Peterson actually returned 16 kickoffs as a rookie in 2007, averaging 25.8 per attempt, including a 53-yard gain at Chicago, where he had his first 200-yard game that afternoon. The Vikings used him in that role once during the regular season in 2008 and again that year in the playoffs, but never since.

He's too valuable to risk injury on one of football's most dangerous plays, so approval from coach Leslie Frazier is unlikely. Even Percy Harvin, the team's primary kickoff returner until he sprained his left ankle in November, was given breaks from that role to keep him fresh and safe. But Peterson has that rare blend of speed, power and instinct that could pay off with a game-changing touchdown, should the Vikings ever decide to surprise their opponent.

Priefer said he has the play cards with him on the sideline in case a scenario arose that persuaded them to put Peterson in for a kick return.

"We would show him exactly where the return is supposed to hit and let him do his magic. There's absolutely an opportunity for him to go back there, I would think, in a crucial situation," Priefer said.

Peterson beamed at the podium Wednesday when the subject of special teams came up.

"I believe in having your best players on the field, especially in critical times. You never know what can happen," he said. "That's what I would do."

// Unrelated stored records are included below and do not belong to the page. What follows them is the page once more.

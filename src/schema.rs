//! Row schemas for the columnar day-file layout.
//!
//! A schema describes one columnar file format: the row type, the number of
//! columns, the per-column element sizes, the 6-byte file magic, and how a
//! row is scattered into (and gathered back out of) the per-column arrays.
//! The columnar writer and reader are generic over a schema; the on-disk
//! layout is always a 256-byte header followed by one dense array per column
//! in declared order.

/// Capability record for one columnar file format.
pub trait Schema: 'static {
    /// The in-memory row type.
    type Row: Copy + Send + 'static;

    /// Number of columns.
    const COLS: usize;

    /// 6-byte file magic written into the day-file header.
    const MAGIC: [u8; 6];

    /// Format version written into the day-file header.
    const VERSION: u16;

    /// Element size in bytes of column `col`.
    fn col_size(col: usize) -> usize;

    /// Hour-granularity epoch seconds derived from a row's timestamp.
    fn hour_from_row(row: &Self::Row) -> u64;

    /// Writes `row` at row index `idx` into the column arrays inside `data`.
    ///
    /// `col_off` holds each column's byte offset from the start of `data`.
    fn scatter(row: &Self::Row, data: &mut [u8], col_off: &[u64], idx: u64);

    /// Reads the row at index `idx` back out of the column arrays.
    fn gather(data: &[u8], col_off: &[u64], idx: u64) -> Self::Row;
}

/// Quantizes a nanosecond timestamp to hour-granularity epoch seconds.
#[inline]
pub fn hour_bucket(ts_ns: u64) -> u64 {
    let s = ts_ns / 1_000_000_000;
    (s / 3600) * 3600
}

#[inline]
fn put(data: &mut [u8], at: u64, src: &[u8]) {
    let at = at as usize;
    data[at..at + src.len()].copy_from_slice(src);
}

#[inline]
fn get<const N: usize>(data: &[u8], at: u64) -> [u8; N] {
    let at = at as usize;
    data[at..at + N].try_into().unwrap()
}

/// One L2 book update.
#[derive(Debug, Clone, Copy, PartialEq)]
pub struct L2Row {
    /// Event timestamp in epoch nanoseconds.
    pub ts_ns: u64,
    /// Price in ticks.
    pub price: u32,
    /// Quantity at the level.
    pub qty: f32,
    /// Side flag (bid/ask).
    pub side: u8,
}

/// Columnar schema for L2 book updates.
pub struct L2Schema;

impl L2Schema {
    /// Timestamp column.
    pub const COL_TS: usize = 0;
    /// Price column.
    pub const COL_PX: usize = 1;
    /// Quantity column.
    pub const COL_QTY: usize = 2;
    /// Side column.
    pub const COL_SIDE: usize = 3;
}

impl Schema for L2Schema {
    type Row = L2Row;

    const COLS: usize = 4;
    const MAGIC: [u8; 6] = *b"L2COL\n";
    const VERSION: u16 = 1;

    fn col_size(col: usize) -> usize {
        match col {
            Self::COL_TS => 8,
            Self::COL_PX | Self::COL_QTY => 4,
            _ => 1,
        }
    }

    fn hour_from_row(row: &Self::Row) -> u64 {
        hour_bucket(row.ts_ns)
    }

    fn scatter(row: &Self::Row, data: &mut [u8], col_off: &[u64], idx: u64) {
        put(data, col_off[Self::COL_TS] + idx * 8, &row.ts_ns.to_le_bytes());
        put(data, col_off[Self::COL_PX] + idx * 4, &row.price.to_le_bytes());
        put(data, col_off[Self::COL_QTY] + idx * 4, &row.qty.to_le_bytes());
        put(data, col_off[Self::COL_SIDE] + idx, &[row.side]);
    }

    fn gather(data: &[u8], col_off: &[u64], idx: u64) -> Self::Row {
        L2Row {
            ts_ns: u64::from_le_bytes(get(data, col_off[Self::COL_TS] + idx * 8)),
            price: u32::from_le_bytes(get(data, col_off[Self::COL_PX] + idx * 4)),
            qty: f32::from_le_bytes(get(data, col_off[Self::COL_QTY] + idx * 4)),
            side: data[(col_off[Self::COL_SIDE] + idx) as usize],
        }
    }
}

/// One L3 order event.
#[derive(Debug, Clone, Copy, PartialEq)]
pub struct L3Row {
    /// Exchange order id.
    pub id: u64,
    /// Event timestamp in epoch nanoseconds.
    pub ts_ns: u64,
    /// Price in ticks.
    pub price: u32,
    /// Order size.
    pub size: u32,
    /// Order action (add/modify/delete).
    pub action: u8,
    /// Side flag (bid/ask).
    pub side: u8,
}

/// Columnar schema for L3 order events.
pub struct L3Schema;

impl L3Schema {
    /// Order id column.
    pub const COL_ID: usize = 0;
    /// Timestamp column.
    pub const COL_TS: usize = 1;
    /// Price column.
    pub const COL_PX: usize = 2;
    /// Size column.
    pub const COL_SZ: usize = 3;
    /// Action column.
    pub const COL_ACT: usize = 4;
    /// Side column.
    pub const COL_SIDE: usize = 5;
}

impl Schema for L3Schema {
    type Row = L3Row;

    const COLS: usize = 6;
    const MAGIC: [u8; 6] = *b"L3COL\n";
    const VERSION: u16 = 1;

    fn col_size(col: usize) -> usize {
        match col {
            Self::COL_ID | Self::COL_TS => 8,
            Self::COL_PX | Self::COL_SZ => 4,
            _ => 1,
        }
    }

    fn hour_from_row(row: &Self::Row) -> u64 {
        hour_bucket(row.ts_ns)
    }

    fn scatter(row: &Self::Row, data: &mut [u8], col_off: &[u64], idx: u64) {
        put(data, col_off[Self::COL_ID] + idx * 8, &row.id.to_le_bytes());
        put(data, col_off[Self::COL_TS] + idx * 8, &row.ts_ns.to_le_bytes());
        put(data, col_off[Self::COL_PX] + idx * 4, &row.price.to_le_bytes());
        put(data, col_off[Self::COL_SZ] + idx * 4, &row.size.to_le_bytes());
        put(data, col_off[Self::COL_ACT] + idx, &[row.action]);
        put(data, col_off[Self::COL_SIDE] + idx, &[row.side]);
    }

    fn gather(data: &[u8], col_off: &[u64], idx: u64) -> Self::Row {
        L3Row {
            id: u64::from_le_bytes(get(data, col_off[Self::COL_ID] + idx * 8)),
            ts_ns: u64::from_le_bytes(get(data, col_off[Self::COL_TS] + idx * 8)),
            price: u32::from_le_bytes(get(data, col_off[Self::COL_PX] + idx * 4)),
            size: u32::from_le_bytes(get(data, col_off[Self::COL_SZ] + idx * 4)),
            action: data[(col_off[Self::COL_ACT] + idx) as usize],
            side: data[(col_off[Self::COL_SIDE] + idx) as usize],
        }
    }
}

/// One order-flow imbalance sample.
#[derive(Debug, Clone, Copy, PartialEq)]
pub struct ImbalanceRow {
    /// Signed imbalance value.
    pub imbalance: f32,
    /// Sample timestamp in epoch nanoseconds.
    pub ts_ns: u64,
}

/// Columnar schema for order-flow imbalance samples.
pub struct ImbalanceSchema;

impl Schema for ImbalanceSchema {
    type Row = ImbalanceRow;

    const COLS: usize = 2;
    const MAGIC: [u8; 6] = *b"IMBAL\n";
    const VERSION: u16 = 1;

    fn col_size(col: usize) -> usize {
        if col == 0 {
            4
        } else {
            8
        }
    }

    fn hour_from_row(row: &Self::Row) -> u64 {
        hour_bucket(row.ts_ns)
    }

    fn scatter(row: &Self::Row, data: &mut [u8], col_off: &[u64], idx: u64) {
        put(data, col_off[0] + idx * 4, &row.imbalance.to_le_bytes());
        put(data, col_off[1] + idx * 8, &row.ts_ns.to_le_bytes());
    }

    fn gather(data: &[u8], col_off: &[u64], idx: u64) -> Self::Row {
        ImbalanceRow {
            imbalance: f32::from_le_bytes(get(data, col_off[0] + idx * 4)),
            ts_ns: u64::from_le_bytes(get(data, col_off[1] + idx * 8)),
        }
    }
}

/// One VWAP sample.
#[derive(Debug, Clone, Copy, PartialEq)]
pub struct VwapRow {
    /// Volume-weighted average price.
    pub vwap: f32,
    /// Sample timestamp in epoch nanoseconds.
    pub ts_ns: u64,
}

/// Columnar schema for VWAP samples.
pub struct VwapSchema;

impl Schema for VwapSchema {
    type Row = VwapRow;

    const COLS: usize = 2;
    const MAGIC: [u8; 6] = *b"VWAP\n\0";
    const VERSION: u16 = 1;

    fn col_size(col: usize) -> usize {
        if col == 0 {
            4
        } else {
            8
        }
    }

    fn hour_from_row(row: &Self::Row) -> u64 {
        hour_bucket(row.ts_ns)
    }

    fn scatter(row: &Self::Row, data: &mut [u8], col_off: &[u64], idx: u64) {
        put(data, col_off[0] + idx * 4, &row.vwap.to_le_bytes());
        put(data, col_off[1] + idx * 8, &row.ts_ns.to_le_bytes());
    }

    fn gather(data: &[u8], col_off: &[u64], idx: u64) -> Self::Row {
        VwapRow {
            vwap: f32::from_le_bytes(get(data, col_off[0] + idx * 4)),
            ts_ns: u64::from_le_bytes(get(data, col_off[1] + idx * 8)),
        }
    }
}

/// One volume-order-imbalance event.
#[derive(Debug, Clone, Copy, PartialEq)]
pub struct VoiRow {
    /// Mid price in ticks.
    pub mid_price: u32,
    /// Volume order imbalance value.
    pub voi: u32,
    /// Event timestamp in epoch nanoseconds.
    pub ts_ns: u64,
}

/// Columnar schema for volume-order-imbalance events.
pub struct VoiSchema;

impl VoiSchema {
    /// Mid price column.
    pub const COL_MID: usize = 0;
    /// VOI column.
    pub const COL_VOI: usize = 1;
    /// Timestamp column.
    pub const COL_TS: usize = 2;
}

impl Schema for VoiSchema {
    type Row = VoiRow;

    const COLS: usize = 3;
    const MAGIC: [u8; 6] = *b"VOIEVT";
    const VERSION: u16 = 1;

    fn col_size(col: usize) -> usize {
        match col {
            Self::COL_MID | Self::COL_VOI => 4,
            Self::COL_TS => 8,
            _ => 0,
        }
    }

    fn hour_from_row(row: &Self::Row) -> u64 {
        hour_bucket(row.ts_ns)
    }

    fn scatter(row: &Self::Row, data: &mut [u8], col_off: &[u64], idx: u64) {
        put(data, col_off[Self::COL_MID] + idx * 4, &row.mid_price.to_le_bytes());
        put(data, col_off[Self::COL_VOI] + idx * 4, &row.voi.to_le_bytes());
        put(data, col_off[Self::COL_TS] + idx * 8, &row.ts_ns.to_le_bytes());
    }

    fn gather(data: &[u8], col_off: &[u64], idx: u64) -> Self::Row {
        VoiRow {
            mid_price: u32::from_le_bytes(get(data, col_off[Self::COL_MID] + idx * 4)),
            voi: u32::from_le_bytes(get(data, col_off[Self::COL_VOI] + idx * 4)),
            ts_ns: u64::from_le_bytes(get(data, col_off[Self::COL_TS] + idx * 8)),
        }
    }
}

Even if Peterson never gets his chance as a kickoff returner, he's served the Vikings well with more than just running the ball. He served as a counselor of sorts for Christian Ponder, whose two interceptions deep in Packers territory cost the Vikings the game at Green Bay on Dec. 2. Seeing a look of defeat on the quarterback's face, Peterson approached his teammate and encouraged him to keep his spirits up, telling Ponder how much he's appreciated the passion he plays with.

"I just did what I felt I needed to do to help him get over that. Because this is the guy we're rolling with, and we need him to continue to improve each week," Peterson said, adding: "I feel like he got back on track, got his mind right, didn't let it dwell on too long."

Coming off a career-high 34 carries, and playing through some abdominal soreness, Peterson was also asked how his body is holding up, one year after reconstructive surgery on his left knee.

"My body feels great," he said, smiling. "I could play for 12 more games if I have to."